Vendée Globe - Jean Le Cam, le sauvé devenu sauveur : "Tu passes du désespoir au truc de dingue"
Ca y est, vous êtes devenu aussi un Saint Bernard des mers à votre tour, vous voilà devenu Saint Jean le sauveur…
Jean Le Cam : "C’est le destin, je suis lié à PRB pour la vie après ce qui m’est arrivé avec eux. En 2004 Vincent le Terrible (Vincent Riou) me bat sur la remontée après le Cap Horn alors que j’avais mené toute la course. 4 ans après, Vincent vient me sauver au Cap Horn, et là PRB se casse en deux à Bonne-Espérance et je viens récupérer Kevin. La situation est complètement différente. Mais c’est vrai que l’expérience du vécu, ça aide toujours, notamment dans la préparation de son sauvetage. N’importe quel détail mal préparé peut coincer l’opération et coûter une vie."
Pouvez-vous nous raconter le scénario incroyable de ce sauvetage ?
JLC : "Je devais être à deux heures de PRB quand la direction de course m’a prévenu, je n’ai plus tous les détails en tête. Du coup j’étais le plus près de l’objectif et je me rends à la position où la balise disait que bateau était en détresse. J’arrive sur zone et nickel, je vois Kevin dans son radeau. Comme j’ai la position je lui dis que je reviens, qu’on ne va pas faire n’importe quoi. J’avais deux ris dans la grand-voile avec 30 nœuds de vent et de la mer furieuse, ce n’était pas facile pour manœuvrer. (Ndlr Kevin Escoffier parlera même de Verdun en décrivant l’état de la mer)"
"Tu passes du désespoir au truc de dingue"
Vous avez eu pourtant une belle frayeur ?

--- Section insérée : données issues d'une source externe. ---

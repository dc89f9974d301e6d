//! Cache writer: persist the image, then record its metadata

use chrono::Utc;
use image_store::{DynamicImage, ImageFormat, ImageStore};
use std::collections::HashMap;
use std::sync::{Arc, Weak};
use std::time::Duration;
use tokio::sync::Mutex;
use tracing::{debug, error};

use crate::error::{CacheError, Result};
use crate::key::CacheKey;
use crate::metadata::{CacheRecord, MetadataStore};
use crate::stats::CacheCounters;
use crate::timeout::bounded;

pub struct CacheWriter {
    metadata: Arc<dyn MetadataStore>,
    images: Arc<dyn ImageStore>,
    counters: Arc<CacheCounters>,
    timeout: Duration,
    /// One lock per path with a `put` in flight
    key_locks: Mutex<HashMap<String, Weak<Mutex<()>>>>,
}

impl CacheWriter {
    pub(crate) fn new(
        metadata: Arc<dyn MetadataStore>,
        images: Arc<dyn ImageStore>,
        counters: Arc<CacheCounters>,
        timeout: Duration,
    ) -> Self {
        Self {
            metadata,
            images,
            counters,
            timeout,
            key_locks: Mutex::new(HashMap::new()),
        }
    }

    /// Add an image to the cache under `path`, returning its persisted size.
    ///
    /// The record is written only after the image store has accepted the
    /// bytes. A failed save returns [`CacheError::Persist`] and leaves no
    /// record behind. A failed record write after a successful save returns
    /// [`CacheError::MetadataWrite`]; the bytes stay in the image store without
    /// a record until the path is written again.
    ///
    /// A save that runs past the timeout returns [`CacheError::Timeout`], but
    /// the encode and the rename are not cancelled and may still land
    /// afterwards. That leaves the same bytes-without-record gap as a failed
    /// record write, without the counter.
    ///
    /// Puts to the same path within this writer run one at a time, so the
    /// recorded size always belongs to the bytes left on disk. Writers in
    /// other processes are not serialised.
    pub async fn put(&self, path: &str, image: &DynamicImage, format: ImageFormat) -> Result<u64> {
        let key = CacheKey::new(path)?;
        debug!(key = %key, ?format, "Adding to cache");

        let lock = self.key_lock(&key).await;
        let _guard = lock.lock().await;

        let size = bounded("save", &key, self.timeout, async {
            self.images
                .save(image, format, key.path())
                .await
                .map_err(|e| CacheError::Persist(Box::new(e)))
        })
        .await?;

        let record = CacheRecord {
            last_access: Utc::now().timestamp(),
            size,
        };

        if let Err(e) = bounded(
            "record",
            &key,
            self.timeout,
            self.metadata.record(&key, &record),
        )
        .await
        {
            self.counters.orphaned_write();
            error!(key = %key, size, error = %e, "Image persisted without a cache record");
            return Err(CacheError::MetadataWrite {
                key: key.path().to_string(),
                size,
                source: Box::new(e),
            });
        }

        self.counters.write();
        debug!(key = %key, size, "Added to cache");
        Ok(size)
    }

    async fn key_lock(&self, key: &CacheKey) -> Arc<Mutex<()>> {
        let mut locks = self.key_locks.lock().await;
        if let Some(lock) = locks.get(key.path()).and_then(Weak::upgrade) {
            return lock;
        }

        locks.retain(|_, lock| lock.strong_count() > 0);
        let lock = Arc::new(Mutex::new(()));
        locks.insert(key.path().to_string(), Arc::downgrade(&lock));
        lock
    }
}

#[cfg(test)]
mod tests {
    use super::*;
    use crate::metadata::MemoryMetadataStore;
    use image_store::FsImageStore;

    #[tokio::test]
    async fn test_key_locks_shared_per_path_and_pruned() {
        let dir = tempfile::tempdir().unwrap();
        let writer = CacheWriter::new(
            Arc::new(MemoryMetadataStore::new()),
            Arc::new(FsImageStore::new(dir.path())),
            Arc::new(CacheCounters::default()),
            Duration::from_secs(5),
        );
        let cat = CacheKey::new("thumb/cat.png").unwrap();
        let dog = CacheKey::new("thumb/dog.png").unwrap();

        let first = writer.key_lock(&cat).await;
        let second = writer.key_lock(&cat).await;
        assert!(Arc::ptr_eq(&first, &second));

        drop(first);
        drop(second);
        let _dog = writer.key_lock(&dog).await;

        let locks = writer.key_locks.lock().await;
        assert_eq!(locks.len(), 1);
        assert!(locks.contains_key("thumb/dog.png"));
    }
}
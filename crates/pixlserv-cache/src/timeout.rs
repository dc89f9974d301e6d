use std::future::Future;
use std::time::Duration;

use crate::error::{CacheError, Result};
use crate::key::CacheKey;

/// Run one store round-trip, failing with [`CacheError::Timeout`] after `limit`
pub(crate) async fn bounded<T, F>(
    operation: &'static str,
    key: &CacheKey,
    limit: Duration,
    fut: F,
) -> Result<T>
where
    F: Future<Output = Result<T>>,
{
    match tokio::time::timeout(limit, fut).await {
        Ok(result) => result,
        Err(_) => Err(CacheError::Timeout {
            operation,
            key: key.path().to_string(),
        }),
    }
}
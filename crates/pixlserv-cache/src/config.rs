//! Cache configuration parsed from environment variables

use std::path::PathBuf;
use std::time::Duration;

pub const REDIS_PORT_ENV: &str = "PIXLSERV_REDIS_PORT";
pub const REDIS_HOST_ENV: &str = "PIXLSERV_REDIS_HOST";
pub const POOL_SIZE_ENV: &str = "PIXLSERV_REDIS_POOL_SIZE";
pub const TIMEOUT_ENV: &str = "PIXLSERV_CACHE_TIMEOUT_MS";
pub const IMAGE_DIR_ENV: &str = "PIXLSERV_IMAGE_DIR";

pub const DEFAULT_REDIS_PORT: u16 = 6379;
pub const DEFAULT_REDIS_HOST: &str = "127.0.0.1";
pub const DEFAULT_POOL_SIZE: usize = 16;
pub const DEFAULT_TIMEOUT: Duration = Duration::from_millis(2000);
pub const DEFAULT_IMAGE_DIR: &str = "./local-cache";

#[derive(Debug, Clone)]
pub struct CacheConfig {
    pub redis_host: String,
    pub redis_port: u16,
    /// Maximum pooled connections to Redis
    pub pool_size: usize,
    /// Upper bound for every store round-trip
    pub timeout: Duration,
    pub image_dir: PathBuf,
}

impl Default for CacheConfig {
    fn default() -> Self {
        Self {
            redis_host: DEFAULT_REDIS_HOST.to_string(),
            redis_port: DEFAULT_REDIS_PORT,
            pool_size: DEFAULT_POOL_SIZE,
            timeout: DEFAULT_TIMEOUT,
            image_dir: PathBuf::from(DEFAULT_IMAGE_DIR),
        }
    }
}

impl CacheConfig {
    /// Parse configuration from environment variables
    pub fn from_env() -> Self {
        Self::from_lookup(|name| std::env::var(name).ok())
    }

    /// Parse configuration through `lookup`.
    ///
    /// Absent, non-numeric and zero values fall back to the defaults.
    pub fn from_lookup(lookup: impl Fn(&str) -> Option<String>) -> Self {
        let redis_port = lookup(REDIS_PORT_ENV)
            .and_then(|s| s.trim().parse::<u16>().ok())
            .filter(|&p| p != 0)
            .unwrap_or(DEFAULT_REDIS_PORT);

        let redis_host = lookup(REDIS_HOST_ENV)
            .map(|s| s.trim().to_string())
            .filter(|s| !s.is_empty())
            .unwrap_or_else(|| DEFAULT_REDIS_HOST.to_string());

        let pool_size = lookup(POOL_SIZE_ENV)
            .and_then(|s| s.trim().parse::<usize>().ok())
            .filter(|&n| n > 0)
            .unwrap_or(DEFAULT_POOL_SIZE);

        let timeout = lookup(TIMEOUT_ENV)
            .and_then(|s| s.trim().parse::<u64>().ok())
            .filter(|&ms| ms > 0)
            .map(Duration::from_millis)
            .unwrap_or(DEFAULT_TIMEOUT);

        let image_dir = lookup(IMAGE_DIR_ENV)
            .filter(|s| !s.is_empty())
            .map(PathBuf::from)
            .unwrap_or_else(|| PathBuf::from(DEFAULT_IMAGE_DIR));

        Self {
            redis_host,
            redis_port,
            pool_size,
            timeout,
            image_dir,
        }
    }

    pub fn redis_url(&self) -> String {
        format!("redis://{}:{}", self.redis_host, self.redis_port)
    }
}
//! Image cache facade over one metadata store and one image store

use image_store::{DynamicImage, FsImageStore, ImageFormat, ImageStore, StoredImage};
use std::sync::Arc;
use std::time::Duration;

use crate::config::CacheConfig;
use crate::connection::RedisConnection;
use crate::error::Result;
use crate::key::CacheKey;
use crate::metadata::{CacheRecord, MetadataStore};
use crate::reader::CacheReader;
use crate::stats::{CacheCounters, CacheStats};
use crate::timeout::bounded;
use crate::writer::CacheWriter;

/// Writer and reader sharing the same stores and counters.
///
/// All methods take `&self`; share one `ImageCache` across request handlers
/// behind an `Arc`.
pub struct ImageCache {
    writer: CacheWriter,
    reader: CacheReader,
    metadata: Arc<dyn MetadataStore>,
    counters: Arc<CacheCounters>,
    timeout: Duration,
    /// Set when the cache owns its Redis connection
    connection: Option<Arc<RedisConnection>>,
}

impl ImageCache {
    /// `timeout` bounds every individual store round-trip
    pub fn new(
        metadata: Arc<dyn MetadataStore>,
        images: Arc<dyn ImageStore>,
        timeout: Duration,
    ) -> Self {
        let counters = Arc::new(CacheCounters::default());
        Self {
            writer: CacheWriter::new(
                metadata.clone(),
                images.clone(),
                counters.clone(),
                timeout,
            ),
            reader: CacheReader::new(metadata.clone(), images, counters.clone(), timeout),
            metadata,
            counters,
            timeout,
            connection: None,
        }
    }

    /// Open Redis and a filesystem image store as described by `config`
    pub async fn connect(config: &CacheConfig) -> Result<Self> {
        let connection = Arc::new(RedisConnection::open(config).await?);
        let images = Arc::new(FsImageStore::new(&config.image_dir));

        let mut cache = Self::new(connection.clone(), images, config.timeout);
        cache.connection = Some(connection);
        Ok(cache)
    }

    /// Close the owned Redis connection, if any. Later calls fail with
    /// [`crate::CacheError::Closed`].
    pub fn close(&self) {
        if let Some(connection) = &self.connection {
            connection.close();
        }
    }

    pub fn writer(&self) -> &CacheWriter {
        &self.writer
    }

    pub fn reader(&self) -> &CacheReader {
        &self.reader
    }

    pub async fn put(&self, path: &str, image: &DynamicImage, format: ImageFormat) -> Result<u64> {
        self.writer.put(path, image, format).await
    }

    pub async fn get(&self, path: &str) -> Result<StoredImage> {
        self.reader.get(path).await
    }

    pub async fn contains(&self, path: &str) -> Result<bool> {
        self.reader.contains(path).await
    }

    /// Current record for `path`, for inspection
    pub async fn record(&self, path: &str) -> Result<Option<CacheRecord>> {
        let key = CacheKey::new(path)?;
        bounded("fetch", &key, self.timeout, self.metadata.fetch(&key)).await
    }

    pub fn stats(&self) -> CacheStats {
        self.counters.snapshot()
    }
}
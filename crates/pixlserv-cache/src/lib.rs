//! pixlserv image cache core
//!
//! Decides whether a transformed image variant is already cached and records
//! new variants after they are persisted. Metadata (last access, size) lives
//! in Redis under `image:<path>`; the encoded bytes live in an
//! [`image_store::ImageStore`].
//!
//! Lifecycle: open one [`RedisConnection`] at startup, wrap it in an `Arc`,
//! build an [`ImageCache`] over it, and call [`RedisConnection::close`] on
//! shutdown (dropping the last handle closes it as well).

mod cache;
pub mod config;
mod connection;
mod error;
mod key;
mod metadata;
mod reader;
mod stats;
pub mod telemetry;
mod timeout;
mod writer;

pub use cache::ImageCache;
pub use config::CacheConfig;
pub use connection::RedisConnection;
pub use error::{CacheError, Result};
pub use key::{CacheKey, KEY_PREFIX};
pub use metadata::{CacheRecord, MemoryMetadataStore, MetadataStore};
pub use reader::CacheReader;
pub use stats::CacheStats;
pub use writer::CacheWriter;
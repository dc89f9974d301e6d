//! Error types for the pixlserv cache

use deadpool_redis::redis::RedisError;
use image_store::ImageStoreError;
use std::fmt;

#[derive(Debug)]
pub enum CacheError {
    /// Metadata store unreachable when opening the connection
    Connection(String),
    /// A metadata store command failed on an established connection
    Store(Box<RedisError>),
    /// No cache record for the path
    NotFound(String),
    /// The image store failed to save; no record was written
    Persist(Box<ImageStoreError>),
    /// The image store failed to load bytes for a recorded path
    Load(Box<ImageStoreError>),
    /// The image was persisted but its cache record could not be written
    MetadataWrite {
        key: String,
        size: u64,
        source: Box<CacheError>,
    },
    Timeout {
        operation: &'static str,
        key: String,
    },
    /// The connection was used after `close`
    Closed,
    InvalidKey(String),
    Config(String),
}

impl CacheError {
    /// Cache misses are expected and mean "recompute"
    pub fn is_not_found(&self) -> bool {
        matches!(self, CacheError::NotFound(_))
    }
}

impl fmt::Display for CacheError {
    fn fmt(&self, f: &mut fmt::Formatter<'_>) -> fmt::Result {
        match self {
            CacheError::Connection(msg) => write!(f, "Connection error: {}", msg),
            CacheError::Store(err) => write!(f, "Store error: {}", err),
            CacheError::NotFound(key) => write!(f, "Image not found in cache: {}", key),
            CacheError::Persist(err) => write!(f, "Persist error: {}", err),
            CacheError::Load(err) => write!(f, "Load error: {}", err),
            CacheError::MetadataWrite { key, size, source } => write!(
                f,
                "Metadata write error for {} ({} bytes persisted): {}",
                key, size, source
            ),
            CacheError::Timeout { operation, key } => {
                write!(f, "Timed out during {} for {}", operation, key)
            }
            CacheError::Closed => write!(f, "Metadata store connection is closed"),
            CacheError::InvalidKey(msg) => write!(f, "Invalid cache key: {}", msg),
            CacheError::Config(msg) => write!(f, "Configuration error: {}", msg),
        }
    }
}

impl std::error::Error for CacheError {
    fn source(&self) -> Option<&(dyn std::error::Error + 'static)> {
        match self {
            CacheError::Store(err) => Some(err.as_ref()),
            CacheError::Persist(err) => Some(err.as_ref()),
            CacheError::Load(err) => Some(err.as_ref()),
            CacheError::MetadataWrite { source, .. } => Some(source.as_ref()),
            _ => None,
        }
    }
}

impl From<RedisError> for CacheError {
    fn from(err: RedisError) -> Self {
        CacheError::Store(Box::new(err))
    }
}

impl From<tracing_subscriber::filter::ParseError> for CacheError {
    fn from(err: tracing_subscriber::filter::ParseError) -> Self {
        CacheError::Config(err.to_string())
    }
}

pub type Result<T> = std::result::Result<T, CacheError>;
//! Image store types

use async_trait::async_trait;
use image::{DynamicImage, ImageFormat};

use crate::error::Result;

/// A decoded image together with the format it was stored in
#[derive(Debug, Clone)]
pub struct StoredImage {
    pub image: DynamicImage,
    pub format: ImageFormat,
}

/// Persistence for encoded image variants, addressed by logical path
#[async_trait]
pub trait ImageStore: Send + Sync {
    /// Encode `image` as `format` and persist it under `path`.
    ///
    /// Returns the number of bytes written. The bytes must be retrievable
    /// through [`ImageStore::load`] once this returns `Ok`.
    async fn save(&self, image: &DynamicImage, format: ImageFormat, path: &str) -> Result<u64>;

    /// Load and decode the image stored under `path`
    async fn load(&self, path: &str) -> Result<StoredImage>;
}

JLC : "Oui car quand je reviens là où je l’avais quitté, il n’y avait personne. Je refais la même manœuvre cinq fois, cinq passages sur la zone, je ne le vois plus. Ça fait un virement de bord à chaque fois. Et avec les aléas et la mer, je décide de rester en stand-by et d’attendre le jour, me disant que peut être la nuit, on voit mieux.
A un moment je suis debout sur le pont, je vois un flash, une lumière qui apparaît dans une vague, comme une apparition. Et puis je vois de plus en plus la lumière. Ce n’était pas une apparition ni un rêve heureusement, mais une vraie lumière, celle qui est sur l’arche des radeaux de survie. Je me dis alors 'put….' c’est bon, et là tu passes du désespoir au truc de dingue."
Vous avez récupéré facilement Kevin ?
JLC : "Ça n’a pas été simple. Je me mets au vent pour faciliter la manœuvre et je le vois, il me demande si je reviens mais je lui réponds que non, on va le faire tout de suite. Je lui balance la bouée rouge et il arrive à l’avoir, il est tracté par la haussière (le cordage employé pour le remorquage ou le tractage) et au final on a réussi. Il a accroché la barre de transmission et c’était gagné, il était à bord et là ce n’est que du bonheur."
"Il n'a pas entamé ma réserve de ris de veau, sinon ça va se terminer au couteau" (rires)
Plusieurs heures après, comment se passe la cohabitation à bord de Yes We Cam ?
JLC : "Là ce matin on est en train de boire un café, mais il est sans arrêt au téléphone. Enfin l’essentiel est qu’il va bien et qu’il n’a pas entamé ma réserve de ris de veau; sinon ça va se terminer au couteau tout ça. (rires).
Mais le bateau avance bien et on ne traîne pas en route. Je ne sais pas du tout comment ça va se passer pour la suite, et si un bateau doit venir le chercher. Le laisser au Kerguelen ? Non ce n’est pas ma route, j’ai une course à faire."
Alors justement cette course ?
JLC : "Je ne sais pas encore, chaque chose en son temps, on verra. Finalement c’est une belle histoire. C’est un truc incroyable, extraordinaire, tu veux l’écrire mais tu n’y arrives pas. J’étais encore troisième la veille avant que Kevin me passe. Qui l’eut cru en voyant ma vieille 4L sur le ponton avec tous ses bateaux à foils et leurs équipes énormes. Et mon Yes We Cam est toujours là."